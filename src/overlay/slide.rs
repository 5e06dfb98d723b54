//! Opening title slide: full-bleed image, channel-colored title band, and
//! an attention badge picked from the title's keywords.

use kurbo::{Rect, Vec2};

use crate::foundation::core::{Canvas, FrameIndex, Rgba8, Transform2D};
use crate::overlay::approx_text_width;
use crate::scene::tree::{SceneNode, TextStyle, Visual};

pub(crate) const SLIDE_Z: i32 = 1000;

const BADGE_INK: Rgba8 = Rgba8::rgb(0x1a, 0x23, 0x7e);
const BADGE_BORDER: Rgba8 = Rgba8::rgb(0xc5, 0xca, 0xe9);

const FALLBACK_BADGES: [&str; 5] = [
    "知ってた？",
    "損しないで！",
    "要チェック！",
    "見逃し厳禁！",
    "今すぐ確認！",
];

/// Attention badge for the opening, keyed off the title. Rules are ordered;
/// the first hit wins, and titles matching nothing rotate through a stock
/// list by length.
pub(crate) fn badge_text(title: &str) -> &'static str {
    const RULES: [(&[&str], &str); 6] = [
        (&["期限", "締切", "まで"], "期限迫る！"),
        (&["申請", "受給", "もらえ"], "もうもらった？"),
        (&["損", "負担", "減額"], "損しないで！"),
        (&["改正", "変更", "新"], "知ってた？"),
        (&["廃止", "縮小", "削減"], "これマジ？"),
        (&["増額", "拡充", "引き上げ"], "要チェック！"),
    ];
    for (needles, badge) in RULES {
        if needles.iter().any(|n| title.contains(n)) {
            return badge;
        }
    }
    FALLBACK_BADGES[title.chars().count() % FALLBACK_BADGES.len()]
}

fn title_font_size(title: &str) -> f64 {
    match title.chars().count() {
        0..=10 => 200.0,
        11..=15 => 160.0,
        16..=20 => 130.0,
        21..=25 => 110.0,
        26..=30 => 95.0,
        31..=40 => 80.0,
        _ => 68.0,
    }
}

/// Emits the title slide for a frame inside `[0, duration)`.
pub(crate) fn emit_title_slide(
    nodes: &mut Vec<SceneNode>,
    canvas: Canvas,
    frame: FrameIndex,
    duration: u64,
    image: &str,
    title: &str,
    channel_color: Rgba8,
) {
    let f = frame.0 as f64;
    let fade_out = ((duration as f64 - f) / 10.0).min(1.0);
    let title_progress = (f / 15.0).min(1.0);
    let title_scale = 0.85 + title_progress * 0.15;
    let title_opacity = (f / 8.0).min(1.0);
    let badge_progress = ((f - 4.0) / 12.0).clamp(0.0, 1.0);
    let badge_scale = 0.9 + badge_progress * 0.1;
    let badge_opacity = ((f - 4.0) / 6.0).clamp(0.0, 1.0);
    let pulse = 1.0 + (f * 0.15).sin() * 0.005;

    let full = Rect::new(0.0, 0.0, canvas.width_f(), canvas.height_f());
    nodes.push(
        SceneNode::new("slide.image", SLIDE_Z, Visual::image(full, image)).with_opacity(fade_out),
    );
    // Flattened stand-in for the 0.3 to 0.6 darkening gradient.
    nodes.push(
        SceneNode::new(
            "slide.dim",
            SLIDE_Z,
            Visual::Rect {
                rect: full,
                fill: Rgba8::BLACK.with_alpha(0.45),
                corner_radius: 0.0,
            },
        )
        .with_opacity(fade_out),
    );
    nodes.push(
        SceneNode::new(
            "slide.mascot",
            SLIDE_Z + 1,
            Visual::Image {
                rect: Rect::new(
                    20.0,
                    canvas.height_f() * 0.02,
                    220.0,
                    canvas.height_f() * 0.02 + 200.0,
                ),
                asset: "mascot.png".to_owned(),
                fit: crate::scene::tree::ImageFit::Contain,
                corner_radius: 0.0,
                brightness: 1.0,
            },
        )
        .with_opacity(title_opacity * fade_out),
    );

    if title.is_empty() {
        return;
    }

    let font_size = title_font_size(title);
    let band = Rect::new(
        canvas.width_f() * 0.08,
        canvas.height_f() * 0.20,
        canvas.width_f() * 0.92,
        canvas.height_f() * 0.88,
    );
    let text_w = approx_text_width(title, font_size).min(band.width() - 80.0);
    let card_w = text_w + 80.0;
    let card_h = font_size * 1.3 + 48.0;
    let center = band.center();
    let card = Rect::new(
        center.x - card_w / 2.0,
        center.y - card_h / 2.0,
        center.x + card_w / 2.0,
        center.y + card_h / 2.0,
    );
    let swell = Transform2D {
        scale: Vec2::new(title_scale * pulse, title_scale * pulse),
        anchor: center.to_vec2(),
        ..Transform2D::default()
    };
    // White border as an outer card behind the colored one.
    nodes.push(
        SceneNode::new(
            "slide.title.border",
            SLIDE_Z + 1,
            Visual::Rect {
                rect: card.inset(4.0),
                fill: Rgba8::WHITE,
                corner_radius: 8.0,
            },
        )
        .with_opacity(title_opacity * fade_out)
        .with_transform(swell),
    );
    nodes.push(
        SceneNode::new(
            "slide.title.card",
            SLIDE_Z + 1,
            Visual::Rect {
                rect: card,
                fill: channel_color,
                corner_radius: 8.0,
            },
        )
        .with_opacity(title_opacity * fade_out)
        .with_transform(swell),
    );
    nodes.push(
        SceneNode::new(
            "slide.title.text",
            SLIDE_Z + 1,
            Visual::Text {
                rect: card,
                content: title.to_owned(),
                style: TextStyle {
                    weight: 900,
                    letter_spacing: 2.0,
                    line_height: Some(1.3),
                    ..TextStyle::centered(font_size, Rgba8::WHITE)
                },
            },
        )
        .with_opacity(title_opacity * fade_out)
        .with_transform(swell),
    );

    let badge = badge_text(title);
    let badge_w = approx_text_width(badge, 72.0) + badge.chars().count() as f64 * 8.0 + 100.0;
    let badge_h = 72.0 * 1.2 + 24.0;
    let badge_box = Rect::new(
        240.0,
        canvas.height_f() * 0.02,
        240.0 + badge_w,
        canvas.height_f() * 0.02 + badge_h,
    );
    let badge_swell = Transform2D {
        scale: Vec2::new(badge_scale, badge_scale),
        anchor: badge_box.center().to_vec2(),
        ..Transform2D::default()
    };
    nodes.push(
        SceneNode::new(
            "slide.badge.border",
            SLIDE_Z + 1,
            Visual::Rect {
                rect: badge_box.inset(3.0),
                fill: BADGE_BORDER,
                corner_radius: 4.0,
            },
        )
        .with_opacity(badge_opacity * fade_out)
        .with_transform(badge_swell),
    );
    nodes.push(
        SceneNode::new(
            "slide.badge.card",
            SLIDE_Z + 1,
            Visual::Rect {
                rect: badge_box,
                fill: Rgba8::WHITE,
                corner_radius: 4.0,
            },
        )
        .with_opacity(badge_opacity * fade_out)
        .with_transform(badge_swell),
    );
    nodes.push(
        SceneNode::new(
            "slide.badge.text",
            SLIDE_Z + 1,
            Visual::Text {
                rect: badge_box,
                content: badge.to_owned(),
                style: TextStyle {
                    weight: 900,
                    letter_spacing: 8.0,
                    ..TextStyle::centered(72.0, BADGE_INK)
                },
            },
        )
        .with_opacity(badge_opacity * fade_out)
        .with_transform(badge_swell),
    );
}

┄┄┄┄┄┄┄┄┄┄┄┄┄┄┄┄┄┄┄┄

_WORK INSTRUCTIONS_
Transcribe each entry verbatim, leaving none out.

_TASK ANSWER_
filename src/overlay/slide.rs
repository 5e06dfb98d723b54
//! Opening title slide: full-bleed image, channel-colored title band, and
//! an attention badge picked from the title's keywords.

use kurbo::{Rect, Vec2};

use crate::foundation::core::{Canvas, FrameIndex, Rgba8, Transform2D};
use crate::overlay::approx_text_width;
use crate::scene::tree::{SceneNode, TextStyle, Visual};

pub(crate) const SLIDE_Z: i32 = 1000;

const BADGE_INK: Rgba8 = Rgba8::rgb(0x1a, 0x23, 0x7e);
const BADGE_BORDER: Rgba8 = Rgba8::rgb(0xc5, 0xca, 0xe9);

const FALLBACK_BADGES: [&str; 5] = [
    "知ってた？",
    "損しないで！",
    "要チェック！",
    "見逃し厳禁！",
    "今すぐ確認！",
];

/// Attention badge for the opening, keyed off the title. Rules are ordered;
/// the first hit wins, and titles matching nothing rotate through a stock
/// list by length.
pub(crate) fn badge_text(title: &str) -> &'static str {
    const RULES: [(&[&str], &str); 6] = [
        (&["期限", "締切", "まで"], "期限迫る！"),
        (&["申請", "受給", "もらえ"], "もうもらった？"),
        (&["損", "負担", "減額"], "損しないで！"),
        (&["改正", "変更", "新"], "知ってた？"),
        (&["廃止", "縮小", "削減"], "これマジ？"),
        (&["増額", "拡充", "引き上げ"], "要チェック！"),
    ];
    for (needles, badge) in RULES {
        if needles.iter().any(|n| title.contains(n)) {
            return badge;
        }
    }
    FALLBACK_BADGES[title.chars().count() % FALLBACK_BADGES.len()]
}

fn title_font_size(title: &str) -> f64 {
    match title.chars().count() {
        0..=10 => 200.0,
        11..=15 => 160.0,
        16..=20 => 130.0,
        21..=25 => 110.0,
        26..=30 => 95.0,
        31..=40 => 80.0,
        _ => 68.0,
    }
}

/// Emits the title slide for a frame inside `[0, duration)`.
pub(crate) fn emit_title_slide(
    nodes: &mut Vec<SceneNode>,
    canvas: Canvas,
    frame: FrameIndex,
    duration: u64,
    image: &str,
    title: &str,
    channel_color: Rgba8,
) {
    let f = frame.0 as f64;
    let fade_out = ((duration as f64 - f) / 10.0).min(1.0);
    let title_progress = (f / 15.0).min(1.0);
    let title_scale = 0.85 + title_progress * 0.15;
    let title_opacity = (f / 8.0).min(1.0);
    let badge_progress = ((f - 4.0) / 12.0).clamp(0.0, 1.0);
    let badge_scale = 0.9 + badge_progress * 0.1;
    let badge_opacity = ((f - 4.0) / 6.0).clamp(0.0, 1.0);
    let pulse = 1.0 + (f * 0.15).sin() * 0.005;

    let full = Rect::new(0.0, 0.0, canvas.width_f(), canvas.height_f());
    nodes.push(
        SceneNode::new("slide.image", SLIDE_Z, Visual::image(full, image)).with_opacity(fade_out),
    );
    // Flattened stand-in for the 0.3 to 0.6 darkening gradient.
    nodes.push(
        SceneNode::new(
            "slide.dim",
            SLIDE_Z,
            Visual::Rect {
                rect: full,
                fill: Rgba8::BLACK.with_alpha(0.45),
                corner_radius: 0.0,
            },
        )
        .with_opacity(fade_out),
    );
    nodes.push(
        SceneNode::new(
            "slide.mascot",
            SLIDE_Z + 1,
            Visual::Image {
                rect: Rect::new(
                    20.0,
                    canvas.height_f() * 0.02,
                    220.0,
                    canvas.height_f() * 0.02 + 200.0,
                ),
                asset: "mascot.png".to_owned(),
                fit: crate::scene::tree::ImageFit::Contain,
                corner_radius: 0.0,
                brightness: 1.0,
            },
        )
        .with_opacity(title_opacity * fade_out),
    );

    if title.is_empty() {
        return;
    }

    let font_size = title_font_size(title);
    let band = Rect::new(
        canvas.width_f() * 0.08,
        canvas.height_f() * 0.20,
        canvas.width_f() * 0.92,
        canvas.height_f() * 0.88,
    );
    let text_w = approx_text_width(title, font_size).min(band.width() - 80.0);
    let card_w = text_w + 80.0;
    let card_h = font_size * 1.3 + 48.0;
    let center = band.center();
    let card = Rect::new(
        center.x - card_w / 2.0,
        center.y - card_h / 2.0,
        center.x + card_w / 2.0,
        center.y + card_h / 2.0,
    );
    let swell = Transform2D {
        scale: Vec2::new(title_scale * pulse, title_scale * pulse),
        anchor: center.to_vec2(),
        ..Transform2D::default()
    };
    // White border as an outer card behind the colored one.
    nodes.push(
        SceneNode::new(
            "slide.title.border",
            SLIDE_Z + 1,
            Visual::Rect {
                rect: card.inset(4.0),
                fill: Rgba8::WHITE,
                corner_radius: 8.0,
            },
        )
        .with_opacity(title_opacity * fade_out)
        .with_transform(swell),
    );
    nodes.push(
        SceneNode::new(
            "slide.title.card",
            SLIDE_Z + 1,
            Visual::Rect {
                rect: card,
                fill: channel_color,
                corner_radius: 8.0,
            },
        )
        .with_opacity(title_opacity * fade_out)
        .with_transform(swell),
    );
    nodes.push(
        SceneNode::new(
            "slide.title.text",
            SLIDE_Z + 1,
            Visual::Text {
                rect: card,
                content: title.to_owned(),
                style: TextStyle {
                    weight: 900,
                    letter_spacing: 2.0,
                    line_height: Some(1.3),
                    ..TextStyle::centered(font_size, Rgba8::WHITE)
                },
            },
        )
        .with_opacity(title_opacity * fade_out)
        .with_transform(swell),
    );

    let badge = badge_text(title);
    let badge_w = approx_text_width(badge, 72.0) + badge.chars().count() as f64 * 8.0 + 100.0;
    let badge_h = 72.0 * 1.2 + 24.0;
    let badge_box = Rect::new(
        240.0,
        canvas.height_f() * 0.02,
        240.0 + badge_w,
        canvas.height_f() * 0.02 + badge_h,
    );
    let badge_swell = Transform2D {
        scale: Vec2::new(badge_scale, badge_scale),
        anchor: badge_box.center().to_vec2(),
        ..Transform2D::default()
    };
    nodes.push(
        SceneNode::new(
            "slide.badge.border",
            SLIDE_Z + 1,
            Visual::Rect {
                rect: badge_box.inset(3.0),
                fill: BADGE_BORDER,
                corner_radius: 4.0,
            },
        )
        .with_opacity(badge_opacity * fade_out)
        .with_transform(badge_swell),
    );
    nodes.push(
        SceneNode::new(
            "slide.badge.card",
            SLIDE_Z + 1,
            Visual::Rect {
                rect: badge_box,
                fill: Rgba8::WHITE,
                corner_radius: 4.0,
            },
        )
        .with_opacity(badge_opacity * fade_out)
        .with_transform(badge_swell),
    );
    nodes.push(
        SceneNode::new(
            "slide.badge.text",
            SLIDE_Z + 1,
            Visual::Text {
                rect: badge_box,
                content: badge.to_owned(),
                style: TextStyle {
                    weight: 900,
                    letter_spacing: 8.0,
                    ..TextStyle::centered(72.0, BADGE_INK)
                },
            },
        )
        .with_opacity(badge_opacity * fade_out)
        .with_transform(badge_swell),
    );
}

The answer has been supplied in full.